Water Depth and Quality: Water lettuce grows best in shallow non-moving water that is 1-2 feet deep. Although they are a free floating pond plant, they grow nice and large when their roots can reach down to the soil below and feed on the nutrients in the soil. The water pH should be 6 or 7.

Plant Maintenance: Caring for water lettuce in the warm spring through fall seasons is fairly easy. Cut back any decaying leaves. If you end up with a bounty of water lettuce, DO NOT toss it in a public waterway. There is a HUGE fine for plants dumped into public lakes, rivers, creeks, and streams. Water lettuce is a natural mulch. Instead, simply toss the extra plants in either a mulch pile or pile up under fruit trees. Your plants will LOVE you for it because the water lettuce contains fish emulsion that was absorbed while in the pond.

Hot and Cold Seasons

Summer Sun:
Water lettuce normally thrives in any climate during the summertime. However, in very hot and desert climates the intense heat of the sun can fry the plants. I am located in zone 9 where it gets up to 115 degrees. The water lettuce that grew the best were the ones that received morning to noon sun.

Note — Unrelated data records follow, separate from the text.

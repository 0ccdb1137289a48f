//! Application configuration.
//!
//! Loaded from `config.toml` in the platform data directory. A missing file
//! yields the defaults.

use chrono::FixedOffset;
use serde::{Deserialize, Serialize};
use std::path::{Path, PathBuf};

/// Storage backend selection.
#[derive(Debug, Clone, Copy, PartialEq, Eq, Default, Serialize, Deserialize)]
#[serde(rename_all = "lowercase")]
pub enum StorageBackend {
    /// Single JSON document (`db.json`)
    #[default]
    Json,
    /// SQLite database (`logitrack.db`)
    Sqlite,
}

impl std::fmt::Display for StorageBackend {
    fn fmt(&self, f: &mut std::fmt::Formatter<'_>) -> std::fmt::Result {
        match self {
            StorageBackend::Json => write!(f, "JSON file"),
            StorageBackend::Sqlite => write!(f, "SQLite"),
        }
    }
}

impl StorageBackend {
    /// Default file name inside the data directory.
    pub fn default_file_name(&self) -> &'static str {
        match self {
            StorageBackend::Json => "db.json",
            StorageBackend::Sqlite => "logitrack.db",
        }
    }
}

/// Application configuration.
#[derive(Debug, Clone, Serialize, Deserialize)]
pub struct AppConfig {
    /// Application version
    pub version: String,
    /// Data directory path
    #[serde(skip)]
    pub data_dir: PathBuf,
    /// Storage settings
    #[serde(default)]
    pub storage: StorageSettings,
    /// Scoring settings
    #[serde(default)]
    pub scoring: ScoringSettings,
}

impl Default for AppConfig {
    fn default() -> Self {
        Self {
            version: env!("CARGO_PKG_VERSION").to_string(),
            data_dir: PathBuf::new(),
            storage: StorageSettings::default(),
            scoring: ScoringSettings::default(),
        }
    }
}

impl AppConfig {
    /// Resolved path of the store file.
    pub fn store_path(&self) -> PathBuf {
        self.storage
            .path
            .clone()
            .unwrap_or_else(|| self.data_dir.join(self.storage.backend.default_file_name()))
    }
}

/// Storage-related settings.
#[derive(Debug, Clone, Default, Serialize, Deserialize)]
pub struct StorageSettings {
    /// Which backend to use
    #[serde(default)]
    pub backend: StorageBackend,
    /// Explicit store path (defaults to the data directory)
    #[serde(default)]
    pub path: Option<PathBuf>,
}

/// Scoring-related settings.
#[derive(Debug, Clone, Serialize, Deserialize)]
#[serde(default)]
pub struct ScoringSettings {
    /// Rating applied to routes closed without a rating (1-5)
    pub default_rating: u8,
    /// Offset from UTC, in minutes, used to group routes into calendar days
    pub utc_offset_minutes: i32,
}

impl Default for ScoringSettings {
    fn default() -> Self {
        Self {
            default_rating: 3,
            utc_offset_minutes: 0,
        }
    }
}

impl ScoringSettings {
    /// Validate settings values.
    pub fn validate(&self) -> Result<(), ConfigError> {
        if !(1..=5).contains(&self.default_rating) {
            return Err(ConfigError::InvalidValue(format!(
                "scoring.default_rating must be between 1 and 5, got {}",
                self.default_rating
            )));
        }
        // chrono::FixedOffset accepts strictly less than one day.
        if self.utc_offset_minutes.abs() >= 24 * 60 {
            return Err(ConfigError::InvalidValue(format!(
                "scoring.utc_offset_minutes out of range: {}",
                self.utc_offset_minutes
            )));
        }
        Ok(())
    }

    /// Zone used to group routes into calendar days.
    pub fn utc_offset(&self) -> Result<FixedOffset, ConfigError> {
        FixedOffset::east_opt(self.utc_offset_minutes * 60).ok_or_else(|| {
            ConfigError::InvalidValue(format!(
                "scoring.utc_offset_minutes out of range: {}",
                self.utc_offset_minutes
            ))
        })
    }
}

/// Get the application data directory.
pub fn get_data_dir() -> PathBuf {
    directories::ProjectDirs::from("com", "logitrack", "LogiTrack")
        .map(|dirs| dirs.data_dir().to_path_buf())
        .unwrap_or_else(|| PathBuf::from("."))
}

/// Get the configuration file path.
pub fn get_config_path() -> PathBuf {
    get_data_dir().join("config.toml")
}

/// Load application configuration from the default location.
pub fn load_config() -> Result<AppConfig, ConfigError> {
    load_config_from(&get_config_path())
}

/// Load application configuration from a specific file.
pub fn load_config_from(path: &Path) -> Result<AppConfig, ConfigError> {
    let data_dir = path
        .parent()
        .map(Path::to_path_buf)
        .unwrap_or_else(get_data_dir);

    if !path.exists() {
        let config = AppConfig {
            data_dir,
            ..Default::default()
        };
        return Ok(config);
    }

    let content = std::fs::read_to_string(path).map_err(|e| ConfigError::IoError(e.to_string()))?;

    let mut config: AppConfig =
        toml::from_str(&content).map_err(|e| ConfigError::ParseError(e.to_string()))?;

    config.data_dir = data_dir;
    config.scoring.validate()?;

    Ok(config)
}

/// Save application configuration to a file.
pub fn save_config_to(config: &AppConfig, path: &Path) -> Result<(), ConfigError> {
    // Ensure parent directory exists
    if let Some(parent) = path.parent() {
        std::fs::create_dir_all(parent).map_err(|e| ConfigError::IoError(e.to_string()))?;
    }

    let content =
        toml::to_string_pretty(config).map_err(|e| ConfigError::SerializeError(e.to_string()))?;

    std::fs::write(path, content).map_err(|e| ConfigError::IoError(e.to_string()))?;

    Ok(())
}

/// Configuration errors.
#[derive(Debug, thiserror::Error)]
pub enum ConfigError {
    #[error("IO error: {0}")]
    IoError(String),

    #[error("Parse error: {0}")]
    ParseError(String),

    #[error("Serialize error: {0}")]
    SerializeError(String),

    #[error("Invalid value: {0}")]
    InvalidValue(String),
}
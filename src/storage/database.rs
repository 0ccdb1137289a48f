//! SQLite collection store using rusqlite.

use std::path::Path;
use std::sync::{Mutex, MutexGuard};

use chrono::Utc;
use rusqlite::{params, Connection, OptionalExtension, Result as SqliteResult};
use serde_json::Value;

use super::collection::{CollectionStore, StoreError};
use super::schema::{CURRENT_VERSION, SCHEMA, SCHEMA_VERSION_TABLE};

/// Database wrapper for SQLite operations.
pub struct Database {
    conn: Mutex<Connection>,
}

impl Database {
    /// Open or create a database at the given path.
    pub fn open(path: &Path) -> Result<Self, StoreError> {
        // Ensure parent directory exists
        if let Some(parent) = path.parent() {
            if !parent.as_os_str().is_empty() {
                std::fs::create_dir_all(parent).map_err(|e| StoreError::IoError(e.to_string()))?;
            }
        }

        let conn =
            Connection::open(path).map_err(|e| StoreError::ConnectionFailed(e.to_string()))?;

        let db = Self {
            conn: Mutex::new(conn),
        };
        db.initialize()?;

        Ok(db)
    }

    /// Open an in-memory database (for testing).
    pub fn open_in_memory() -> Result<Self, StoreError> {
        let conn = Connection::open_in_memory()
            .map_err(|e| StoreError::ConnectionFailed(e.to_string()))?;

        let db = Self {
            conn: Mutex::new(conn),
        };
        db.initialize()?;

        Ok(db)
    }

    fn connection(&self) -> Result<MutexGuard<'_, Connection>, StoreError> {
        self.conn.lock().map_err(|_| StoreError::LockPoisoned)
    }

    /// Initialize the database schema.
    fn initialize(&self) -> Result<(), StoreError> {
        let conn = self.connection()?;

        conn.execute_batch(SCHEMA_VERSION_TABLE)
            .map_err(|e| StoreError::MigrationFailed(e.to_string()))?;

        let current_version = Self::get_schema_version(&conn)?;

        if current_version < CURRENT_VERSION {
            Self::migrate(&conn, current_version)?;
        }

        Ok(())
    }

    /// Get the current schema version.
    fn get_schema_version(conn: &Connection) -> Result<i32, StoreError> {
        let result: SqliteResult<i32> = conn.query_row(
            "SELECT COALESCE(MAX(version), 0) FROM schema_version",
            [],
            |row| row.get(0),
        );

        match result {
            Ok(version) => Ok(version),
            Err(rusqlite::Error::QueryReturnedNoRows) => Ok(0),
            Err(e) => Err(StoreError::QueryFailed(e.to_string())),
        }
    }

    /// Run database migrations.
    fn migrate(conn: &Connection, from_version: i32) -> Result<(), StoreError> {
        if from_version < 1 {
            conn.execute_batch(SCHEMA)
                .map_err(|e| StoreError::MigrationFailed(e.to_string()))?;

            conn.execute(
                "INSERT INTO schema_version (version, applied_at) VALUES (?, datetime('now'))",
                [CURRENT_VERSION],
            )
            .map_err(|e| StoreError::MigrationFailed(e.to_string()))?;

            tracing::info!("Database migrated to version {}", CURRENT_VERSION);
        }

        Ok(())
    }

    /// Names of all collections that have been written at least once.
    pub fn collection_names(&self) -> Result<Vec<String>, StoreError> {
        let conn = self.connection()?;
        let mut stmt = conn
            .prepare("SELECT name FROM collections ORDER BY name ASC")
            .map_err(|e| StoreError::QueryFailed(e.to_string()))?;

        let rows = stmt
            .query_map([], |row| row.get::<_, String>(0))
            .map_err(|e| StoreError::QueryFailed(e.to_string()))?;

        rows.collect::<Result<Vec<_>, _>>()
            .map_err(|e| StoreError::QueryFailed(e.to_string()))
    }
}

fn read_items(conn: &Connection, collection: &str) -> Result<Vec<Value>, StoreError> {
    let items_json: Option<String> = conn
        .query_row(
            "SELECT items_json FROM collections WHERE name = ?1",
            params![collection],
            |row| row.get(0),
        )
        .optional()
        .map_err(|e| StoreError::QueryFailed(e.to_string()))?;

    match items_json {
        Some(json) => serde_json::from_str(&json).map_err(|e| StoreError::Serialization {
            collection: collection.to_string(),
            message: e.to_string(),
        }),
        None => Ok(Vec::new()),
    }
}

fn write_items(conn: &Connection, collection: &str, items: &[Value]) -> Result<(), StoreError> {
    let items_json = serde_json::to_string(items).map_err(|e| StoreError::Serialization {
        collection: collection.to_string(),
        message: e.to_string(),
    })?;

    conn.execute(
        "INSERT INTO collections (name, items_json, item_count, updated_at)
         VALUES (?1, ?2, ?3, ?4)
         ON CONFLICT(name) DO UPDATE SET
            items_json = excluded.items_json,
            item_count = excluded.item_count,
            updated_at = excluded.updated_at",
        params![collection, items_json, items.len() as i64, Utc::now().to_rfc3339()],
    )
    .map_err(|e| StoreError::QueryFailed(e.to_string()))?;

    Ok(())
}

impl CollectionStore for Database {
    fn get(&self, collection: &str) -> Result<Vec<Value>, StoreError> {
        let conn = self.connection()?;
        read_items(&conn, collection)
    }

    fn set(&self, collection: &str, items: &[Value]) -> Result<(), StoreError> {
        let conn = self.connection()?;
        write_items(&conn, collection, items)
    }

    fn update(
        &self,
        collection: &str,
        apply: &mut dyn FnMut(&mut Vec<Value>),
    ) -> Result<(), StoreError> {
        let mut conn = self.connection()?;
        let tx = conn
            .transaction()
            .map_err(|e| StoreError::QueryFailed(e.to_string()))?;

        let mut items = read_items(&tx, collection)?;
        apply(&mut items);
        write_items(&tx, collection, &items)?;

        tx.commit()
            .map_err(|e| StoreError::QueryFailed(e.to_string()))
    }

    fn backend_name(&self) -> &'static str {
        "sqlite"
    }
}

Wintry Conditions: Frost is a killer. When water lettuce freezes it does not recover. When there is a threat of frost or freeze, water lettuce should be covered or brought indoors. However, remember that they do need sunshine during the day.

Water Lettuce Enemies

Mildew: It is wise to cover your pond to protect the water and plants from freezing. However, covering your pond will also promote mold and mildew growth on your water lettuce plants. This is also a killer and your water lettuce will simply rot away. If you plan to winter over your water lettuce. An indoor water garden lightbox is a good choice, or install a fan to circulate the air and keep the mildew away.

Aphids: It is also wise to "water" your pond plants each day, even though they grow in water. Bugs such as aphids will attach to your plants. By watering down your water garden each day, this will wash the bugs away and give the fish a little treat too.